• Yemen is today one of the world’s largest humanitarian crises. It was estimated in the April 2017 Periodic Monitoring Report that 20.7 million people – including over 11 million children – required humanitarian assistance, with needs currently under review. The AWD/suspected cholera outbreak, the threat of famine and the undermined national systems, are contributing to exacerbate the suffering of millions of children and families.
• In view of the current situation, UNICEF has revised its Humanitarian Action for Children (HAC) appeal. Additional funds of US$ 102.4 million are urgently required to meet the increasing needs of children and families. With this support, UNICEF will be able to reach 9.9 million children with humanitarian programmes across all sectors and more will benefit from the restoration of basic services.
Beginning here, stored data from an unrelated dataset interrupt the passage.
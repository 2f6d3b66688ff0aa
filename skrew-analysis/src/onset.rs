//! Spectral flux onset detection
//!
//! Transients (kicks, snares) cause large positive changes in the magnitude
//! spectrum between consecutive frames. The half-wave rectified sum of those
//! changes is the onset strength envelope.

use crate::stft::{Stft, DEFAULT_FFT_SIZE, DEFAULT_HOP_SIZE};

/// Minimum spacing between two reported onsets, in seconds
const MIN_ONSET_SPACING_SECS: f32 = 0.05;

/// Onset strength and peak picking on mono audio
pub struct OnsetDetector {
    sample_rate: u32,
    stft: Stft,
}

impl OnsetDetector {
    pub fn new(sample_rate: u32) -> Self {
        Self {
            sample_rate: sample_rate.max(1),
            stft: Stft::new(DEFAULT_FFT_SIZE, DEFAULT_HOP_SIZE),
        }
    }

    pub fn sample_rate(&self) -> u32 {
        self.sample_rate
    }

    pub fn hop_size(&self) -> usize {
        self.stft.hop_size()
    }

    /// Onset frames per second
    pub fn frame_rate(&self) -> f32 {
        self.sample_rate as f32 / self.hop_size() as f32
    }

    /// Normalized (0.0 - 1.0) onset strength, one value per hop
    ///
    /// Value `f` describes the frame centered on sample `f * hop_size`.
    pub fn strength(&self, samples: &[f32]) -> Vec<f32> {
        let spectrogram = self.stft.forward(samples);
        let magnitudes = spectrogram.magnitudes();

        let mut onset_fn = Vec::with_capacity(magnitudes.len());
        let mut prev: Option<&Vec<f32>> = None;
        for spectrum in &magnitudes {
            let flux = match prev {
                Some(prev) => spectrum
                    .iter()
                    .zip(prev.iter())
                    .map(|(curr, prev)| (curr - prev).max(0.0))
                    .sum(),
                None => 0.0,
            };
            onset_fn.push(flux);
            prev = Some(spectrum);
        }

        let max = onset_fn.iter().cloned().fold(0.0f32, f32::max);
        if max > 0.0 {
            for v in &mut onset_fn {
                *v /= max;
            }
        }

        onset_fn
    }

    /// Local maxima of the onset envelope above a threshold
    ///
    /// With no explicit threshold an adaptive one is used: mean + 0.5 * std_dev,
    /// never below 0.1. An explicit threshold can only raise it.
    pub fn peaks(&self, onset_fn: &[f32], threshold: Option<f32>) -> Vec<usize> {
        if onset_fn.len() < 3 {
            return Vec::new();
        }

        let mean: f32 = onset_fn.iter().sum::<f32>() / onset_fn.len() as f32;
        let variance: f32 =
            onset_fn.iter().map(|x| (x - mean).powi(2)).sum::<f32>() / onset_fn.len() as f32;
        let adaptive = (mean + 0.5 * variance.sqrt()).max(0.1);
        let threshold = match threshold {
            Some(t) => adaptive.max(t),
            None => adaptive,
        };

        let min_distance =
            ((self.sample_rate as f32 * MIN_ONSET_SPACING_SECS) as usize / self.hop_size()).max(1);

        let mut peaks = Vec::new();
        let mut last_peak: Option<usize> = None;

        for i in 1..onset_fn.len() - 1 {
            let spaced = last_peak.map_or(true, |last| i - last >= min_distance);
            if onset_fn[i] > threshold
                && onset_fn[i] > onset_fn[i - 1]
                && onset_fn[i] >= onset_fn[i + 1]
                && spaced
            {
                peaks.push(i);
                last_peak = Some(i);
            }
        }

        peaks
    }

    /// Onset positions in samples; `sensitivity` (0.0 - 1.0) is the minimum
    /// normalized strength a peak must reach
    pub fn detect(&self, samples: &[f32], sensitivity: f32) -> Vec<usize> {
        let onset_fn = self.strength(samples);
        let threshold = sensitivity.clamp(0.0, 1.0);
        self.peaks(&onset_fn, Some(threshold))
            .into_iter()
            .map(|frame| frame * self.hop_size())
            .filter(|&pos| pos < samples.len())
            .collect()
    }
}

/// Build a click track: short decaying noise bursts every `interval` samples
#[cfg(test)]
pub(crate) fn click_track(interval: usize, offset: usize, len: usize) -> Vec<f32> {
    let mut samples = vec![0.0f32; len];
    let mut seed = 0x2545_f491u32;
    let mut pos = offset;
    while pos < len {
        for i in 0..400.min(len - pos) {
            seed ^= seed << 13;
            seed ^= seed >> 17;
            seed ^= seed << 5;
            let noise = (seed as f32 / u32::MAX as f32) * 2.0 - 1.0;
            samples[pos + i] = noise * (-(i as f32) / 80.0).exp() * 0.8;
        }
        pos += interval;
    }
    samples
}

#[cfg(test)]
mod tests {
    use super::*;

    #[test]
    fn test_strength_is_normalized() {
        let detector = OnsetDetector::new(44100);
        let strength = detector.strength(&click_track(22050, 1000, 44100 * 3));
        let max = strength.iter().cloned().fold(0.0f32, f32::max);
        assert!((max - 1.0).abs() < 1e-6);
        assert!(strength.iter().all(|&v| v >= 0.0));
    }

    #[test]
    fn test_detect_finds_clicks() {
        let detector = OnsetDetector::new(44100);
        let clicks = click_track(22050, 4410, 44100 * 4);
        let onsets = detector.detect(&clicks, 0.3);

        // Clicks at 4410, 26460, 48510, ... (8 in four seconds)
        assert!(onsets.len() >= 6 && onsets.len() <= 9, "{:?}", onsets);
        for pair in onsets.windows(2) {
            assert!(pair[1] > pair[0]);
        }
        let first = onsets[0] as isize;
        assert!((first - 4410).abs() <= 2048, "first onset at {}", first);
    }

    #[test]
    fn test_silence_has_no_onsets() {
        let detector = OnsetDetector::new(22050);
        assert!(detector.detect(&vec![0.0; 22050], 0.1).is_empty());
    }
}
• UNICEF and partners continue working around the clock in coordination with Health and Water authorities and partners to provide services and supplies in response to the Acute Watery Diarrhoea (AWD)/ suspected cholera outbreak, which by the end of June had left over 246,000 suspected cases.*
• More than 5 million people have been reached by UNICEF integrated efforts in response to the AWD/cholera outbreak, including by supporting case management, establishment and operation of treatment facilities, supporting water systems, providing at household level safe water and essential WASH supplies, and reaching families with key information on how to protect themselves against AWD/cholera.
• AWD and malnutrition are highly related, malnourished children – currently 1.8 million** - with extremely weak immune systems, would be at risk for developing cholera. Furthermore malnutrition makes early diagnose and treatment even more challenging.
Situation Overview & Humanitarian Needs
Over the past six months, the humanitarian situation in Yemen has substantially deteriorated. According to recent analysis by the Humanitarian Country Team, the number of people in need of assistance and protection is 20.7 million. Yemen is today one of the world’s largest humanitarian crises.
The country continues to be engulfed in a rampant conflict since March 2015, which follows previous long lasting instability.
Increasing tensions and hostilities in the western coast since January have left over 50,000 people displaced, many of them in locations where humanitarian access has been extremely challenging. Concerns regarding the continuity of operations of the Al Hudaydah port persist and the potential closure of the main port in Yemen would have significant consequences for the humanitarian operation.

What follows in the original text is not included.